Una vez, en algún momento en que compartimos una mesa redonda o una presentación, Liliana Bodoc dijo algo interesante sobre la fantasía, algo que repito cada vez que puedo: que para entender esos mundos inventados que solamente existen en la mente de la persona que los crea, los lectores tienen que ser abiertos, pacientes. Tienen que saber esperar hasta que ese mundo desconocido se les revele en toda su plenitud. Es cierto. Sobre todo cuando la fantasía escapa a los clichés y se refunda en cada libro. Y aquí, lectores y escritor o escritora siguen un proceso paralelo: el mundo al que entraron se les hace cada vez más comprensible, cada vez más fácil de entender.

Historia de los cuatro rumbos, Márgara Averbach, SM Ediciones, 2004 - 2009.
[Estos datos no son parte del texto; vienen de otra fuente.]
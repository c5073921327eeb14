//! Cross-context access to the coordinator task

use std::sync::Arc;
use tokio::sync::{mpsc, oneshot};
use tracing::warn;

use super::consumer::Consumer;
use super::state::DeviceStatus;
use crate::capability::{CapabilityCatalog, Resolution};
use crate::control::{ControlEntry, ControlType};
use crate::device::{DeviceDescriptor, DeviceId};
use crate::error::{Result, UvcError};
use crate::permission::PermissionResult;

/// Message handed to the coordinator task
pub(crate) enum Signal {
    Attached(DeviceDescriptor),
    Detached(DeviceId),
    /// Platform answer to a permission prompt
    PermissionResult {
        device: DeviceId,
        result: PermissionResult,
    },
    /// A spawned permission request finished
    PermissionSettled {
        device: DeviceId,
        request: u64,
        outcome: Result<PermissionResult>,
    },
    Pause,
    Resume,
    RegisterConsumer(Arc<dyn Consumer>),
    SetVideoSize {
        device: DeviceId,
        size: Option<Resolution>,
        reply: oneshot::Sender<Result<()>>,
    },
    Devices(oneshot::Sender<Vec<DeviceStatus>>),
    SupportedFormats {
        device: DeviceId,
        reply: oneshot::Sender<Result<CapabilityCatalog>>,
    },
    ControlGet {
        device: DeviceId,
        control: ControlType,
        reply: oneshot::Sender<Result<i32>>,
    },
    ControlSet {
        device: DeviceId,
        control: ControlType,
        value: i32,
        reply: oneshot::Sender<Result<i32>>,
    },
    Controls {
        device: DeviceId,
        reply: oneshot::Sender<Result<Vec<ControlEntry>>>,
    },
    Shutdown(oneshot::Sender<()>),
}

impl Signal {
    pub fn name(&self) -> &'static str {
        match self {
            Self::Attached(_) => "attached",
            Self::Detached(_) => "detached",
            Self::PermissionResult { .. } => "permission_result",
            Self::PermissionSettled { .. } => "permission_settled",
            Self::Pause => "pause",
            Self::Resume => "resume",
            Self::RegisterConsumer(_) => "register_consumer",
            Self::SetVideoSize { .. } => "set_video_size",
            Self::Devices(_) => "devices",
            Self::SupportedFormats { .. } => "supported_formats",
            Self::ControlGet { .. } => "control_get",
            Self::ControlSet { .. } => "control_set",
            Self::Controls { .. } => "controls",
            Self::Shutdown(_) => "shutdown",
        }
    }
}

/// Cloneable handle to a running [`DeviceCoordinator`](super::DeviceCoordinator)
///
/// Notifications (`attach`, `detach`, ...) never block and are dropped with
/// a warning once the coordinator stopped. Queries fail with
/// `CoordinatorClosed` in that case.
#[derive(Clone)]
pub struct CoordinatorHandle {
    tx: mpsc::UnboundedSender<Signal>,
}

impl CoordinatorHandle {
    pub(crate) fn new(tx: mpsc::UnboundedSender<Signal>) -> Self {
        Self { tx }
    }

    pub(crate) fn downgrade(&self) -> mpsc::WeakUnboundedSender<Signal> {
        self.tx.downgrade()
    }

    fn notify(&self, signal: Signal) {
        let name = signal.name();
        if self.tx.send(signal).is_err() {
            warn!("Coordinator is not running, dropping {} signal", name);
        }
    }

    async fn query<T>(&self, make: impl FnOnce(oneshot::Sender<T>) -> Signal) -> Result<T> {
        let (reply, rx) = oneshot::channel();
        self.tx
            .send(make(reply))
            .map_err(|_| UvcError::CoordinatorClosed)?;
        rx.await.map_err(|_| UvcError::CoordinatorClosed)
    }

    pub fn is_closed(&self) -> bool {
        self.tx.is_closed()
    }

    /// A device was plugged in
    pub fn attach(&self, descriptor: DeviceDescriptor) {
        self.notify(Signal::Attached(descriptor));
    }

    /// A device was unplugged
    pub fn detach(&self, device: DeviceId) {
        self.notify(Signal::Detached(device));
    }

    /// Deliver the user's answer to a permission prompt
    pub fn permission_result(&self, device: DeviceId, result: PermissionResult) {
        self.notify(Signal::PermissionResult { device, result });
    }

    /// Host went to the background: stop all streams and close devices
    pub fn pause(&self) {
        self.notify(Signal::Pause);
    }

    /// Host came back: reacquire devices that are attached but idle
    pub fn resume(&self) {
        self.notify(Signal::Resume);
    }

    pub fn register_consumer(&self, consumer: Arc<dyn Consumer>) {
        self.notify(Signal::RegisterConsumer(consumer));
    }

    /// Change a device's stream size; `None` goes back to the default
    pub async fn set_video_size(&self, device: DeviceId, size: Option<Resolution>) -> Result<()> {
        self.query(|reply| Signal::SetVideoSize {
            device,
            size,
            reply,
        })
        .await?
    }

    /// Registered devices in attach order
    pub async fn devices(&self) -> Result<Vec<DeviceStatus>> {
        self.query(Signal::Devices).await
    }

    /// Capability catalog of an open device
    pub async fn supported_formats(&self, device: DeviceId) -> Result<CapabilityCatalog> {
        self.query(|reply| Signal::SupportedFormats { device, reply })
            .await?
    }

    pub async fn control_get(&self, device: DeviceId, control: ControlType) -> Result<i32> {
        self.query(|reply| Signal::ControlGet {
            device,
            control,
            reply,
        })
        .await?
    }

    /// Write a control; returns the value the device confirmed
    pub async fn control_set(&self, device: DeviceId, control: ControlType, value: i32) -> Result<i32> {
        self.query(|reply| Signal::ControlSet {
            device,
            control,
            value,
            reply,
        })
        .await?
    }

    pub async fn controls(&self, device: DeviceId) -> Result<Vec<ControlEntry>> {
        self.query(|reply| Signal::Controls { device, reply })
            .await?
    }

    /// Stop every session, close every device and end the coordinator task
    pub async fn shutdown(&self) -> Result<()> {
        self.query(Signal::Shutdown).await
    }
}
A mí, como escritora, el mundo que había creado en el tomo I se me ensanchó. Se volvió cada vez más sólido dentro de su propia lógica. Cuando llegué al tomo IV y tuve que recoger todos los hilos que había construido (además de crear nuevos, por supuesto, me gustan los finales abiertos), entendía más que al principio. Había empezado a ser habitante de ese planeta de cuatro continentes. Hay lectores que dicen que no toleran la fantasía porque les cuesta mucho entrar en ella. Porque el referente no existe y hay palabras que no significan nada al comienzo (los nombres de los animales y de los personajes en mis mundos no significan nada hasta que significan). Dicen que eso los marea. Cuando se tiene curiosidad y la lectura de ese tipo de historia da placer (yo soy una ferviente defensora del gusto: si no hay placer, nada de esto vale; a mí nada que me digan va a hacerme cambiar de parecer sobre el terror, que no leo, no leí, no miro en el cine y al que no quiero acercarme), hace falta paciencia. Las sagas se abren despacio y es ese abrirse lo que más se disfruta. En una primera lectura, las sagas duran lo que duren los libros. Y está bien que así sea. En una segunda, tal vez todos los que las amamos, queremos “una más, una más”. Y después otra, por supuesto.